Из патологий имеется ПМК 0-1 с регургитацией, по мониторингу нареканий нет.
В данный момент работаю бухгалтером.
Удивило, что по мрт даже охз шеи нет. У мануального терапевта не была.


----------



## La murr (6 Апр 2017)

@Gal4onok, здравствуйте!
Вы можете обратиться к любому специалисту форума на странице его личного профиля или в переписке, дав ссылку на свою тему и задав вопросы, которые Вас интересуют - *врачи форума*


----------



## Gal4onok (6 Апр 2017)

К сожалению, у большинства отсутствует кнопка связи((


----------



## Evenelf (6 Апр 2017)

@Gal4onok, перейдите на страницы их профиля, там думаю разберётесь.


----------



## Gal4onok (6 Апр 2017)

Evenelf написал(а):


> @Gal4onok, перейдите на страницы их профиля, там думаю разберётесь.


 спасибо)


----------



## AIR (6 Апр 2017)

Вечер добрый! 
Осталось сделать рентгеновские снимки шеи с функциональными пробами и выложить..


----------



## Gal4onok (6 Апр 2017)

Почему- то в моем городе не делают эту диагностику.

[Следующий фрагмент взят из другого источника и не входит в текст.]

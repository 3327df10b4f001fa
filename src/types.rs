//! Core enumerations shared across the pipeline.

use serde::{Deserialize, Serialize};
use std::fmt;
use std::str::FromStr;

/// Kind of draft entity a queue item asks for.
#[derive(Debug, Clone, Copy, PartialEq, Eq, Hash, PartialOrd, Ord, Serialize, Deserialize)]
#[serde(rename_all = "snake_case")]
pub enum EntityType {
    Challenge,
    Pilot,
    Campaign,
    Event,
    Policy,
    RdCall,
    Partnership,
    LivingLab,
    Solution,
}

impl EntityType {
    pub const ALL: [EntityType; 9] = [
        EntityType::Challenge,
        EntityType::Pilot,
        EntityType::Campaign,
        EntityType::Event,
        EntityType::Policy,
        EntityType::RdCall,
        EntityType::Partnership,
        EntityType::LivingLab,
        EntityType::Solution,
    ];

    pub fn as_str(self) -> &'static str {
        match self {
            EntityType::Challenge => "challenge",
            EntityType::Pilot => "pilot",
            EntityType::Campaign => "campaign",
            EntityType::Event => "event",
            EntityType::Policy => "policy",
            EntityType::RdCall => "rd_call",
            EntityType::Partnership => "partnership",
            EntityType::LivingLab => "living_lab",
            EntityType::Solution => "solution",
        }
    }
}

impl fmt::Display for EntityType {
    fn fmt(&self, f: &mut fmt::Formatter<'_>) -> fmt::Result {
        f.write_str(self.as_str())
    }
}

impl FromStr for EntityType {
    type Err = String;

    /// Accepts snake_case, camelCase and kebab-case spellings.
    fn from_str(s: &str) -> Result<Self, Self::Err> {
        let normalized: String = s
            .trim()
            .chars()
            .filter(|c| *c != '_' && *c != '-')
            .flat_map(char::to_lowercase)
            .collect();
        EntityType::ALL
            .into_iter()
            .find(|t| t.as_str().replace('_', "") == normalized)
            .ok_or_else(|| format!("unknown entity type '{}'", s))
    }
}

/// Lifecycle state of a queue item.
#[derive(Debug, Clone, Copy, PartialEq, Eq, Hash, Serialize, Deserialize)]
#[serde(rename_all = "snake_case")]
pub enum QueueStatus {
    Pending,
    InProgress,
    Accepted,
    Review,
    Rejected,
}

impl QueueStatus {
    pub const ALL: [QueueStatus; 5] = [
        QueueStatus::Pending,
        QueueStatus::InProgress,
        QueueStatus::Accepted,
        QueueStatus::Review,
        QueueStatus::Rejected,
    ];

    pub fn as_str(self) -> &'static str {
        match self {
            QueueStatus::Pending => "pending",
            QueueStatus::InProgress => "in_progress",
            QueueStatus::Accepted => "accepted",
            QueueStatus::Review => "review",
            QueueStatus::Rejected => "rejected",
        }
    }
}

impl fmt::Display for QueueStatus {
    fn fmt(&self, f: &mut fmt::Formatter<'_>) -> fmt::Result {
        f.write_str(self.as_str())
    }
}

impl FromStr for QueueStatus {
    type Err = String;

    fn from_str(s: &str) -> Result<Self, Self::Err> {
        let normalized = s.trim().to_ascii_lowercase().replace('-', "_");
        let normalized = if normalized == "inprogress" {
            "in_progress".to_string()
        } else {
            normalized
        };
        QueueStatus::ALL
            .into_iter()
            .find(|status| status.as_str() == normalized)
            .ok_or_else(|| format!("unknown queue status '{}'", s))
    }
}

/// Depth of a quality assessment.
#[derive(Debug, Clone, Copy, PartialEq, Eq, Serialize, Deserialize, Default)]
#[serde(rename_all = "snake_case")]
pub enum AssessmentMode {
    /// Cheaper, coarser scoring used inside batch runs.
    #[default]
    Quick,
    /// Full assessment for manual review.
    Full,
}

impl fmt::Display for AssessmentMode {
    fn fmt(&self, f: &mut fmt::Formatter<'_>) -> fmt::Result {
        match self {
            AssessmentMode::Quick => f.write_str("quick"),
            AssessmentMode::Full => f.write_str("full"),
        }
    }
}
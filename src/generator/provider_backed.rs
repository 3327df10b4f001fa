//! Generator backed by a language-model provider.

use crate::error::ApiError;
use crate::generator::prompt::build_messages;
use crate::generator::{GeneratedEntity, GenerationInput, Generator};
use crate::provider::{extract_json_object, CompletionOptions, ModelProviderClient};
use crate::types::EntityType;
use async_trait::async_trait;
use serde_json::Value;
use std::sync::Arc;
use std::time::Instant;
use tracing::{debug, info};

/// Drafts one entity type through a provider client.
pub struct ProviderGenerator {
    entity_type: EntityType,
    client: Arc<dyn ModelProviderClient>,
    options: CompletionOptions,
}

impl ProviderGenerator {
    pub fn new(
        entity_type: EntityType,
        client: Arc<dyn ModelProviderClient>,
        options: CompletionOptions,
    ) -> Self {
        Self {
            entity_type,
            client,
            options,
        }
    }
}

#[async_trait]
impl Generator for ProviderGenerator {
    async fn generate(&self, input: GenerationInput<'_>) -> Result<GeneratedEntity, ApiError> {
        let messages = build_messages(self.entity_type, &input);
        debug!(
            queue_item_id = %input.queue_item_id,
            entity_type = %self.entity_type,
            provider_name = %self.client.provider_name(),
            message_count = messages.len(),
            "Provider generation request sent"
        );

        let started = Instant::now();
        let response = self.client.complete(messages, self.options.clone()).await?;
        info!(
            queue_item_id = %input.queue_item_id,
            entity_type = %self.entity_type,
            model = %response.model,
            duration_ms = started.elapsed().as_millis(),
            completion_tokens = response.usage.completion_tokens,
            "Provider generation response received"
        );

        let fields = match extract_json_object(&response.content)? {
            Value::Object(fields) => fields,
            _ => {
                return Err(ApiError::MalformedOutput(
                    "generator reply is not a JSON object".to_string(),
                ))
            }
        };
        let has_title = fields
            .get("title")
            .and_then(Value::as_str)
            .is_some_and(|t| !t.trim().is_empty());
        if !has_title {
            return Err(ApiError::MalformedOutput(format!(
                "generated {} has no title",
                self.entity_type
            )));
        }

        Ok(GeneratedEntity::new(
            uuid::Uuid::new_v4().to_string(),
            self.entity_type,
            fields,
        ))
    }
}
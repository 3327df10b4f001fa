//! CLI presentation: text and json formatters per command family.

mod dispatch;
mod queue;
mod shared;

pub use dispatch::format_batch_response_text;
pub use queue::{
    format_history_text, format_item_detail_text, format_item_line, format_item_table,
    format_patterns_text, format_queue_stats_text,
};
pub use shared::{format_section_heading, to_json};
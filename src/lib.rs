//! Draftline: demand-driven draft generation
//!
//! Strategic plans enqueue demand for entities (challenges, pilots, policies
//! and the like). Dispatch batches claim pending items, draft them through a
//! registered generator, grade each draft with a quality gate and either
//! accept it or route it to human review. Review decisions feed back into the
//! next attempt, and every attempt is kept in the generation history.

pub mod cli;
pub mod config;
pub mod demand;
pub mod error;
pub mod generator;
pub mod logging;
pub mod provider;
pub mod quality;
pub mod store;
pub mod types;
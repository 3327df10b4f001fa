//! Model Provider Abstraction
//!
//! Uniform chat-completion interface over the language-model services that
//! back generators and the provider quality gate: OpenAI-compatible endpoints
//! (OpenAI, Ollama, local servers) and Anthropic.

use crate::error::ApiError;
use async_trait::async_trait;
use reqwest::Client;
use serde::{Deserialize, Serialize};
use serde_json::Value;
use std::sync::Arc;
use std::time::Duration;

pub mod profile;

pub use profile::{ProviderConfig, ProviderType};

/// Chat message role
#[derive(Debug, Clone, Copy, PartialEq, Eq, Serialize, Deserialize)]
#[serde(rename_all = "lowercase")]
pub enum MessageRole {
    System,
    User,
    Assistant,
}

impl MessageRole {
    fn as_str(self) -> &'static str {
        match self {
            MessageRole::System => "system",
            MessageRole::User => "user",
            MessageRole::Assistant => "assistant",
        }
    }
}

/// Chat message
#[derive(Debug, Clone, Serialize, Deserialize)]
pub struct ChatMessage {
    pub role: MessageRole,
    pub content: String,
}

/// Completion options
#[derive(Debug, Clone, PartialEq, Serialize, Deserialize)]
pub struct CompletionOptions {
    pub temperature: Option<f32>,
    pub max_tokens: Option<u32>,
    pub top_p: Option<f32>,
    pub stop: Option<Vec<String>>,
}

impl Default for CompletionOptions {
    fn default() -> Self {
        Self {
            temperature: Some(0.7),
            max_tokens: None,
            top_p: None,
            stop: None,
        }
    }
}

/// Token usage information
#[derive(Debug, Clone, Default, Serialize, Deserialize)]
pub struct TokenUsage {
    pub prompt_tokens: u32,
    pub completion_tokens: u32,
    pub total_tokens: u32,
}

/// Completion response
#[derive(Debug, Clone, Serialize, Deserialize)]
pub struct CompletionResponse {
    pub content: String,
    pub model: String,
    pub usage: TokenUsage,
    pub finish_reason: Option<String>,
}

/// Model provider client trait
#[async_trait]
pub trait ModelProviderClient: Send + Sync {
    async fn complete(
        &self,
        messages: Vec<ChatMessage>,
        options: CompletionOptions,
    ) -> Result<CompletionResponse, ApiError>;

    fn provider_name(&self) -> &str;

    fn model_name(&self) -> &str;
}

const PROVIDER_HTTP_CONNECT_TIMEOUT: Duration = Duration::from_secs(10);
const PROVIDER_HTTP_REQUEST_TIMEOUT: Duration = Duration::from_secs(180);
const ANTHROPIC_VERSION: &str = "2023-06-01";
const ANTHROPIC_DEFAULT_MAX_TOKENS: u32 = 4096;

fn build_provider_http_client() -> Result<Client, ApiError> {
    Client::builder()
        .connect_timeout(PROVIDER_HTTP_CONNECT_TIMEOUT)
        .timeout(PROVIDER_HTTP_REQUEST_TIMEOUT)
        .build()
        .map_err(|e| ApiError::ProviderError(format!("Failed to create HTTP client: {}", e)))
}

fn map_http_error(error: reqwest::Error) -> ApiError {
    if error.is_timeout() {
        ApiError::ProviderRequestFailed(format!("Request timeout: {}", error))
    } else if error.is_connect() {
        ApiError::ProviderRequestFailed(format!("Connection error: {}", error))
    } else {
        ApiError::ProviderError(format!("HTTP error: {}", error))
    }
}

fn map_status_error(status: reqwest::StatusCode, body: String) -> ApiError {
    match status.as_u16() {
        401 | 403 => ApiError::ProviderAuthFailed(format!("Authentication failed: {}", body)),
        429 => ApiError::ProviderRateLimit(format!("Rate limit exceeded: {}", body)),
        _ => ApiError::ProviderRequestFailed(format!("Request failed ({}): {}", status, body)),
    }
}

async fn ensure_success(response: reqwest::Response) -> Result<reqwest::Response, ApiError> {
    if response.status().is_success() {
        return Ok(response);
    }
    let status = response.status();
    let body = response
        .text()
        .await
        .unwrap_or_else(|_| "Unknown error".to_string());
    Err(map_status_error(status, body))
}

#[derive(Serialize)]
struct ChatCompletionRequest<'a> {
    model: &'a str,
    messages: Vec<WireMessage>,
    #[serde(skip_serializing_if = "Option::is_none")]
    temperature: Option<f32>,
    #[serde(skip_serializing_if = "Option::is_none")]
    max_tokens: Option<u32>,
    #[serde(skip_serializing_if = "Option::is_none")]
    top_p: Option<f32>,
    #[serde(skip_serializing_if = "Option::is_none")]
    stop: Option<Vec<String>>,
    stream: bool,
}

#[derive(Serialize, Deserialize)]
struct WireMessage {
    role: String,
    content: String,
}

#[derive(Deserialize)]
struct ChatCompletionResponse {
    model: String,
    choices: Vec<Choice>,
    usage: Option<TokenUsage>,
}

#[derive(Deserialize)]
struct Choice {
    message: WireMessage,
    finish_reason: Option<String>,
}

/// Client for any endpoint speaking the OpenAI chat-completions protocol.
pub struct OpenAiCompatibleClient {
    client: Client,
    provider_name: String,
    model: String,
    api_key: Option<String>,
    base_url: String,
}

impl OpenAiCompatibleClient {
    pub fn new(
        provider_name: String,
        model: String,
        api_key: Option<String>,
        base_url: String,
    ) -> Result<Self, ApiError> {
        Ok(Self {
            client: build_provider_http_client()?,
            provider_name,
            model,
            api_key,
            base_url: base_url.trim_end_matches('/').to_string(),
        })
    }
}

#[async_trait]
impl ModelProviderClient for OpenAiCompatibleClient {
    async fn complete(
        &self,
        messages: Vec<ChatMessage>,
        options: CompletionOptions,
    ) -> Result<CompletionResponse, ApiError> {
        let request = ChatCompletionRequest {
            model: &self.model,
            messages: messages
                .into_iter()
                .map(|m| WireMessage {
                    role: m.role.as_str().to_string(),
                    content: m.content,
                })
                .collect(),
            temperature: options.temperature,
            max_tokens: options.max_tokens,
            top_p: options.top_p,
            stop: options.stop,
            stream: false,
        };

        let mut builder = self
            .client
            .post(format!("{}/chat/completions", self.base_url))
            .json(&request);
        if let Some(key) = &self.api_key {
            builder = builder.bearer_auth(key);
        }
        let response = ensure_success(builder.send().await.map_err(map_http_error)?).await?;

        let completion: ChatCompletionResponse = response
            .json()
            .await
            .map_err(|e| ApiError::ProviderError(format!("Failed to parse response: {}", e)))?;
        let choice = completion
            .choices
            .into_iter()
            .next()
            .ok_or_else(|| ApiError::ProviderError("No choices in response".to_string()))?;

        Ok(CompletionResponse {
            content: choice.message.content,
            model: completion.model,
            usage: completion.usage.unwrap_or_default(),
            finish_reason: choice.finish_reason,
        })
    }

    fn provider_name(&self) -> &str {
        &self.provider_name
    }

    fn model_name(&self) -> &str {
        &self.model
    }
}

#[derive(Serialize)]
struct AnthropicRequest<'a> {
    model: &'a str,
    max_tokens: u32,
    #[serde(skip_serializing_if = "Option::is_none")]
    system: Option<String>,
    messages: Vec<WireMessage>,
    #[serde(skip_serializing_if = "Option::is_none")]
    temperature: Option<f32>,
    #[serde(skip_serializing_if = "Option::is_none")]
    top_p: Option<f32>,
    #[serde(skip_serializing_if = "Option::is_none")]
    stop_sequences: Option<Vec<String>>,
}

#[derive(Deserialize)]
struct AnthropicResponse {
    model: String,
    content: Vec<AnthropicContent>,
    stop_reason: Option<String>,
    usage: Option<AnthropicUsage>,
}

#[derive(Deserialize)]
struct AnthropicContent {
    #[serde(default)]
    text: String,
}

#[derive(Deserialize)]
struct AnthropicUsage {
    input_tokens: u32,
    output_tokens: u32,
}

/// Anthropic messages API client
pub struct AnthropicClient {
    client: Client,
    provider_name: String,
    model: String,
    api_key: String,
    base_url: String,
}

impl AnthropicClient {
    pub fn new(
        provider_name: String,
        model: String,
        api_key: String,
        base_url: Option<String>,
    ) -> Result<Self, ApiError> {
        Ok(Self {
            client: build_provider_http_client()?,
            provider_name,
            model,
            api_key,
            base_url: base_url
                .unwrap_or_else(|| "https://api.anthropic.com".to_string())
                .trim_end_matches('/')
                .to_string(),
        })
    }
}

#[async_trait]
impl ModelProviderClient for AnthropicClient {
    async fn complete(
        &self,
        messages: Vec<ChatMessage>,
        options: CompletionOptions,
    ) -> Result<CompletionResponse, ApiError> {
        let mut system_parts = Vec::new();
        let mut wire = Vec::new();
        for message in messages {
            match message.role {
                MessageRole::System => system_parts.push(message.content),
                role => wire.push(WireMessage {
                    role: role.as_str().to_string(),
                    content: message.content,
                }),
            }
        }

        let request = AnthropicRequest {
            model: &self.model,
            max_tokens: options.max_tokens.unwrap_or(ANTHROPIC_DEFAULT_MAX_TOKENS),
            system: (!system_parts.is_empty()).then(|| system_parts.join("\n\n")),
            messages: wire,
            temperature: options.temperature,
            top_p: options.top_p,
            stop_sequences: options.stop,
        };

        let response = self
            .client
            .post(format!("{}/v1/messages", self.base_url))
            .header("x-api-key", &self.api_key)
            .header("anthropic-version", ANTHROPIC_VERSION)
            .json(&request)
            .send()
            .await
            .map_err(map_http_error)?;
        let response = ensure_success(response).await?;

        let parsed: AnthropicResponse = response
            .json()
            .await
            .map_err(|e| ApiError::ProviderError(format!("Failed to parse response: {}", e)))?;
        let content = parsed
            .content
            .into_iter()
            .map(|c| c.text)
            .collect::<Vec<_>>()
            .join("");
        let usage = parsed
            .usage
            .map(|u| TokenUsage {
                prompt_tokens: u.input_tokens,
                completion_tokens: u.output_tokens,
                total_tokens: u.input_tokens + u.output_tokens,
            })
            .unwrap_or_default();

        Ok(CompletionResponse {
            content,
            model: parsed.model,
            usage,
            finish_reason: parsed.stop_reason,
        })
    }

    fn provider_name(&self) -> &str {
        &self.provider_name
    }

    fn model_name(&self) -> &str {
        &self.model
    }
}

/// Builds clients from provider configuration.
pub struct ProviderFactory;

impl ProviderFactory {
    pub fn create_client(
        name: &str,
        config: &ProviderConfig,
    ) -> Result<Arc<dyn ModelProviderClient>, ApiError> {
        let model = config.model.clone();
        match config.provider_type {
            ProviderType::OpenAI => {
                let api_key = config.resolve_api_key().ok_or_else(|| {
                    ApiError::ProviderNotConfigured(format!(
                        "Provider '{}' requires an API key (api_key or OPENAI_API_KEY)",
                        name
                    ))
                })?;
                let base_url = config
                    .endpoint
                    .clone()
                    .unwrap_or_else(|| "https://api.openai.com/v1".to_string());
                Ok(Arc::new(OpenAiCompatibleClient::new(
                    name.to_string(),
                    model,
                    Some(api_key),
                    base_url,
                )?))
            }
            ProviderType::Anthropic => {
                let api_key = config.resolve_api_key().ok_or_else(|| {
                    ApiError::ProviderNotConfigured(format!(
                        "Provider '{}' requires an API key (api_key or ANTHROPIC_API_KEY)",
                        name
                    ))
                })?;
                Ok(Arc::new(AnthropicClient::new(
                    name.to_string(),
                    model,
                    api_key,
                    config.endpoint.clone(),
                )?))
            }
            ProviderType::Ollama => {
                let base_url = config
                    .endpoint
                    .clone()
                    .unwrap_or_else(|| "http://localhost:11434/v1".to_string());
                Ok(Arc::new(OpenAiCompatibleClient::new(
                    name.to_string(),
                    model,
                    None,
                    base_url,
                )?))
            }
            ProviderType::LocalCustom => {
                let endpoint = config.endpoint.clone().ok_or_else(|| {
                    ApiError::ProviderNotConfigured(format!(
                        "Provider '{}' of type local_custom requires an endpoint",
                        name
                    ))
                })?;
                Ok(Arc::new(OpenAiCompatibleClient::new(
                    name.to_string(),
                    model,
                    config.resolve_api_key(),
                    endpoint,
                )?))
            }
        }
    }
}

/// Extract the first JSON object from a model reply.
///
/// Replies are often wrapped in prose or a fenced code block; the outermost
/// balanced `{...}` span is parsed.
pub fn extract_json_object(text: &str) -> Result<Value, ApiError> {
    let start = text
        .find('{')
        .ok_or_else(|| ApiError::MalformedOutput("reply contains no JSON object".to_string()))?;

    let mut depth = 0usize;
    let mut in_string = false;
    let mut escaped = false;
    let mut end = None;
    for (offset, ch) in text[start..].char_indices() {
        if in_string {
            match ch {
                _ if escaped => escaped = false,
                '\\' => escaped = true,
                '"' => in_string = false,
                _ => {}
            }
            continue;
        }
        match ch {
            '"' => in_string = true,
            '{' => depth += 1,
            '}' => {
                depth -= 1;
                if depth == 0 {
                    end = Some(start + offset + ch.len_utf8());
                    break;
                }
            }
            _ => {}
        }
    }

    let end = end
        .ok_or_else(|| ApiError::MalformedOutput("reply has an unterminated JSON object".to_string()))?;
    let value: Value = serde_json::from_str(&text[start..end])
        .map_err(|e| ApiError::MalformedOutput(format!("reply is not valid JSON: {}", e)))?;
    if value.is_object() {
        Ok(value)
    } else {
        Err(ApiError::MalformedOutput("reply is not a JSON object".to_string()))
    }
}
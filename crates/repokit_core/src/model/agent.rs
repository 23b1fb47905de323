//! Support agent as shown in channel and chat agent lists.

use serde::{Deserialize, Serialize};

/// Stable agent identifier assigned by the backend.
pub type AgentId = i64;

#[derive(Debug, Clone, Copy, PartialEq, Eq, Hash, Serialize, Deserialize)]
#[serde(rename_all = "snake_case")]
pub enum AgentStatus {
    Active,
    Away,
}

#[derive(Debug, Clone, PartialEq, Eq, Serialize, Deserialize)]
pub struct Agent {
    pub id: AgentId,
    pub name: String,
    pub avatar_link: Option<String>,
    pub status: AgentStatus,
}

impl Agent {
    pub fn new(id: AgentId, name: impl Into<String>) -> Self {
        Self {
            id,
            name: name.into(),
            avatar_link: None,
            status: AgentStatus::Active,
        }
    }

    pub fn is_active(&self) -> bool {
        self.status == AgentStatus::Active
    }

    /// Whether `other` differs in anything an agent list renders.
    pub fn differs_in_presentation(&self, other: &Self) -> bool {
        self.id != other.id || self.name != other.name || self.avatar_link != other.avatar_link
    }
}
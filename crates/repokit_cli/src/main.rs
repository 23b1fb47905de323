//! CLI smoke entry point.
//!
//! # Responsibility
//! - Verify `repokit_core` linkage and store bootstrap from a terminal.
//! - Keep output deterministic for quick local sanity checks.
//!
//! Usage: `repokit_cli [DB_PATH]`. Without a path an in-memory store is used.

use repokit_core::{
    core_version, init_logging, push_credentials_repository, LogConfig, Repository, SqliteDriver,
};
use std::process::ExitCode;
use std::sync::Arc;

fn main() -> ExitCode {
    match run() {
        Ok(()) => ExitCode::SUCCESS,
        Err(message) => {
            eprintln!("repokit_cli error: {message}");
            ExitCode::FAILURE
        }
    }
}

fn run() -> Result<(), String> {
    if let Some(config) = LogConfig::from_env().map_err(|err| err.to_string())? {
        init_logging(&config).map_err(|err| err.to_string())?;
    }

    println!("repokit_core version={}", core_version());

    let driver = match std::env::args_os().nth(1) {
        Some(path) => SqliteDriver::open(path),
        None => SqliteDriver::open_in_memory(),
    }
    .map_err(|err| err.to_string())?;

    let repository =
        push_credentials_repository(Arc::new(driver), |_| {}).map_err(|err| err.to_string())?;

    let mut count = 0;
    repository.all_items(|items| count = items.len());
    log::info!("event=cli_probe module=cli status=ok push_credentials={count}");
    println!("repokit_core push_credentials={count}");
    Ok(())
}
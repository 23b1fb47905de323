//! Mutex-guarded, insertion-ordered in-memory repository.
//!
//! # Responsibility
//! - Keep an `index -> item` map together with the first-insertion order of
//!   its keys.
//! - Detect semantic changes on upsert through the injected policy.
//!
//! # Invariants
//! - The order list holds exactly the map's key set, each key once.
//! - Per-entry mutation goes through `IndexedItems::upsert_indexed`, which
//!   updates the map and the order list in one critical section.
//! - The lock is never held while a policy, handler or completion runs.

use crate::repo::diagnostics::RepositoryEvent;
use crate::repo::repository::{Repository, RepositoryPolicies};
use parking_lot::Mutex;
use std::collections::HashMap;
use std::hash::Hash;

struct IndexedItems<I, T> {
    items: HashMap<I, T>,
    order: Vec<I>,
}

impl<I: Eq + Hash + Clone, T> IndexedItems<I, T> {
    fn new() -> Self {
        Self {
            items: HashMap::new(),
            order: Vec::new(),
        }
    }

    /// Inserts, replaces (`Some`) or removes (`None`) the entry at `index`.
    ///
    /// Returns the entry previously stored there. A replaced entry keeps its
    /// position; a removed one is compacted out of the order list.
    fn upsert_indexed(&mut self, index: I, item: Option<T>) -> Option<T> {
        match item {
            Some(item) => {
                let previous = self.items.insert(index.clone(), item);
                if previous.is_none() && !self.order.contains(&index) {
                    self.order.push(index);
                }
                previous
            }
            None => {
                let previous = self.items.remove(&index);
                self.order.retain(|entry| entry != &index);
                previous
            }
        }
    }

    fn clear(&mut self) -> usize {
        let removed = self.items.len();
        self.items.clear();
        self.order.clear();
        removed
    }
}

/// Thread-safe repository living entirely in memory.
pub struct MemoryRepository<I, T> {
    state: Mutex<IndexedItems<I, T>>,
    policies: RepositoryPolicies<I, T>,
}

impl<I, T> MemoryRepository<I, T>
where
    I: Eq + Hash + Clone,
    T: Clone,
{
    pub fn new(policies: RepositoryPolicies<I, T>) -> Self {
        Self {
            state: Mutex::new(IndexedItems::new()),
            policies,
        }
    }

    /// Creates a repository pre-filled with `items`.
    ///
    /// Items sharing an index collapse to the last one, placed where the
    /// first one appeared. The update handler is not invoked.
    pub fn with_items(items: impl IntoIterator<Item = T>, policies: RepositoryPolicies<I, T>) -> Self {
        let repository = Self::new(policies);
        repository.upsert_silently(items);
        repository
    }

    pub fn len(&self) -> usize {
        self.state.lock().items.len()
    }

    pub fn is_empty(&self) -> bool {
        self.len() == 0
    }

    /// Live items in order, skipping and reporting dangling order entries.
    pub(crate) fn snapshot(&self) -> Vec<T> {
        let entries: Vec<Option<T>> = {
            let state = self.state.lock();
            state
                .order
                .iter()
                .map(|index| state.items.get(index).cloned())
                .collect()
        };

        let missing = entries.iter().filter(|entry| entry.is_none()).count();
        if missing > 0 {
            self.policies
                .diagnostics()
                .report(RepositoryEvent::DanglingOrderEntries { missing });
        }

        entries.into_iter().flatten().collect()
    }

    pub(crate) fn get(&self, index: &I) -> Option<T> {
        self.state.lock().items.get(index).cloned()
    }

    /// Applies `items` and returns the changed subset without notifying.
    pub(crate) fn upsert_silently(&self, items: impl IntoIterator<Item = T>) -> Vec<T> {
        let indexed: Vec<(I, T)> = items
            .into_iter()
            .map(|item| (self.policies.index_of(&item), item))
            .collect();

        let replaced: Vec<(Option<T>, T)> = {
            let mut state = self.state.lock();
            indexed
                .into_iter()
                .map(|(index, item)| (state.upsert_indexed(index, Some(item.clone())), item))
                .collect()
        };

        replaced
            .into_iter()
            .filter_map(|(previous, item)| match previous {
                Some(previous) if !self.policies.was_updated(&previous, &item) => None,
                _ => Some(item),
            })
            .collect()
    }

    pub(crate) fn remove(&self, index: &I) -> Option<T> {
        self.state.lock().upsert_indexed(index.clone(), None)
    }

    /// Empties the repository and returns how many items it held.
    pub(crate) fn clear(&self) -> usize {
        self.state.lock().clear()
    }
}

impl<I, T> Repository<I, T> for MemoryRepository<I, T>
where
    I: Eq + Hash + Clone,
    T: Clone,
{
    fn policies(&self) -> &RepositoryPolicies<I, T> {
        &self.policies
    }

    fn all_items<F>(&self, completion: F)
    where
        F: FnOnce(Vec<T>),
    {
        completion(self.snapshot());
    }

    fn item_by<F>(&self, index: &I, completion: F)
    where
        F: FnOnce(Option<T>),
    {
        completion(self.get(index));
    }

    fn upsert<It, F>(&self, items: It, completion: F)
    where
        It: IntoIterator<Item = T>,
        F: FnOnce(Vec<T>),
    {
        let updated = self.upsert_silently(items);
        if !updated.is_empty() {
            self.policies.notify(&updated);
        }
        completion(updated);
    }

    fn remove_item<F>(&self, index: &I, completion: F)
    where
        F: FnOnce(bool),
    {
        self.remove(index);
        completion(true);
    }

    /// Always completes `true`; inspect `is_empty` beforehand to learn
    /// whether anything was removed.
    fn remove_all<F>(&self, completion: F)
    where
        F: FnOnce(bool),
    {
        self.clear();
        completion(true);
    }
}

Это ведь рентген в нескольких положениях? Я как-то просила провести это, мне ответили, что мрт достаточно.


----------



## AIR (6 Апр 2017)

Gal4onok написал(а):


> Это ведь рентген в нескольких положениях?


Да. Шея, весьма подвижный отдел позвоночника и первой нарушается именно двигательная функция... Делать снимки просто в статике смысла нет, мы не увидим нарушений подвижности. .


----------



## Доктор Ступин (9 Апр 2017)

Зрительный анализатор.
Если окулисты ничего не находят на переферии (в глазу, кстати где остальное кроме полей зрения?), то искать надо в центральной части анализатора.


----------



## Gal4onok (9 Апр 2017)

Доктор Ступин написал(а):


> Зрительный анализатор.
> Если окулисты ничего не находят на переферии (в глазу, кстати где остальное кроме полей зрения?), то искать надо в центральной части анализатора.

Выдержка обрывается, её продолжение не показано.